- calendar_today August 17, 2025
Former United States President Donald Trump was recently holding a press conference to announce an EU trade deal. As the media grappled for a seat at the limited-access event, he began to riff on a more predictable subject: renewable energy. Turbines were “a con job,” he said, according to the Associated Press. They make whales “loco,” kill birds, and are responsible for people “dropping dead.”
Taken in isolation, these are merely soundbites. Colorful insults are part of Trump’s rhetorical toolkit, and he frequently throws them out regardless of relevance. But in fact, Trump is hardly alone in his opinion on wind farms. Conspiracy theories about renewables, especially wind power, have flourished in many other countries in recent years.
Trump regularly mischaracterizes wind turbines as “windmills.” This term has come to stand in as a kind of linguistic shibboleth among climate deniers, a way of signaling that one believes wind farms to be both pernicious and misleading. A similar phenomenon emerged a century before, when the electric telegraph was derided as a means to spread syphilis, or another panic in the 1980s, when vaccinations were said to cause autism. In each case, as with Trump, a technology that posed a threat to existing ways of living or to the status quo was demonized in public consciousness.
Suspicions about wind power are the product of more than an irrational reaction to an unfamiliar technology. As studies have shown, they are stable and largely immune to fact-checking or corrections. For the government and other organizations that would like to hasten the transition to clean energy, this presents a significant challenge.
Wind Farms and Conspiracy Theories: A Troubled History
Climate scientists have been sounding the alarm about the impact of carbon dioxide emissions since at least the 1950s. By the 1980s, the energy transition was well underway. Wind power was among the more prominent technologies, but the messaging focused less on its relative merits than on the perceived stranglehold of fossil fuel companies on the market. The Simpsons famously parodied this narrative in a storyline from the late 1990s, in which energy mogul Mr. Burns constructs a massive tower that blocks out the sun and forces the citizens of Springfield to buy his nuclear power.

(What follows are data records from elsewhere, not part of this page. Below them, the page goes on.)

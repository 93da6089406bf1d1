//! Common routes: health, readiness, status.

use crate::handlers::status::{health, ready, status};
use crate::state::AppState;
use axum::{routing::get, Router};

/// GET /health, GET /ready (repository ping), GET /status.
pub fn common_routes(state: AppState) -> Router {
    Router::new()
        .route("/health", get(health))
        .route("/ready", get(ready))
        .route("/status", get(status))
        .with_state(state)
}
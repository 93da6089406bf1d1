//! Per-request telemetry context.

use crate::middleware::recover::panic_message;
use crate::response::UnexpectedError;
use crate::telemetry::{ErrorCapture, Telemetry};
use axum::{
    extract::{Request, State},
    middleware::Next,
    response::Response,
};
use futures::FutureExt;
use std::panic::AssertUnwindSafe;

/// Reports unexpected errors (the [`UnexpectedError`] response extension)
/// and panics, and flushes reports before the response is released. Panics
/// are re-raised for the recovery layer.
pub async fn capture_errors(
    State(telemetry): State<Telemetry>,
    request: Request,
    next: Next,
) -> Response {
    let capture = telemetry.capture_for(request.method().as_str(), &request.uri().to_string());

    match AssertUnwindSafe(next.run(request)).catch_unwind().await {
        Ok(response) => {
            if let Some(err) = response.extensions().get::<UnexpectedError>() {
                capture.capture(err.error());
            }
            flush(&capture, &telemetry).await;
            response
        }
        Err(payload) => {
            capture.capture_panic(panic_message(payload.as_ref()));
            flush(&capture, &telemetry).await;
            std::panic::resume_unwind(payload)
        }
    }
}

async fn flush(capture: &ErrorCapture, telemetry: &Telemetry) {
    if !capture.flush(telemetry.flush_timeout()).await {
        tracing::warn!(timeout = ?telemetry.flush_timeout(), "telemetry flush timed out");
    }
}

The cartoon parable exaggerated for comedic effect, of course, but the fear of fossil fuel companies co-opting or delaying the transition to renewables was a real one, and not without precedent. As the Guardian reported in 2004, former Australian Prime Minister John Howard established a fossil fuel industry advisory group titled the Low Emissions Technology Advisory Group, or LETAG. It had no remit to accelerate decarbonization; on the contrary, the group sought to protect coal, oil, and gas from the threat of renewables.
Wind turbines also faced cultural and psychological barriers. Coal mines, oil fields, and nuclear plants are, by and large, removed from public view. Wind farms, by contrast, are highly visible. The most obvious locations for wind turbines are on ridgelines or open plains. They are hard to miss and, therefore, easier to target. When campaigners declared that wind turbine syndrome was a “non-disease,” a self-fulfilling conspiracy theory had already taken root in the public imagination.
Academic work has supported those findings: it’s less a question of age, education, income, or gender. A German study led by Kevin Winter found that belief in conspiracies was a stronger predictor of opposition to wind farm development than all the other demographic factors combined. The same was true in recent research from the U.S., U.K., and Australia. Survey respondents who were more likely to believe in other conspiracy theories—about climate change, government control of society, or energy security—were also more likely to view wind turbines as dangerous.
Wind farms have also become convenient scapegoats. Because they are both highly visible and visible only to a limited extent in practice, they make for an easy target. The most extreme theories—that wind farms cause everything from cancer to mass blackouts—are readily disproven by data. For many of those who are convinced of these ideas, however, the facts do not change their minds. As the German study found, opposition to wind farms is “rooted in people’s worldviews,” not in a lack of understanding.
Wind turbines are often used as symbols. For their supporters, they are a sign of the future and progress and human ingenuity; for opponents, an imposition by central government, or a visible sign of climate change itself. In either case, they are a symbol. The question is, a symbol of what?
In some ways, it’s about past glories. The fossil fuel economy created wealth in the past and rapid industrialization. For some, the suggestion of environmental costs to that growth is anathema. As researchers put it, the unwillingness to “engage in reflection about possible undesired side-effects of valued systems” is a form of “anti-reflexivity.” Trump, who often harks back to the supposed glories of the fossil fuel era, often fits that description.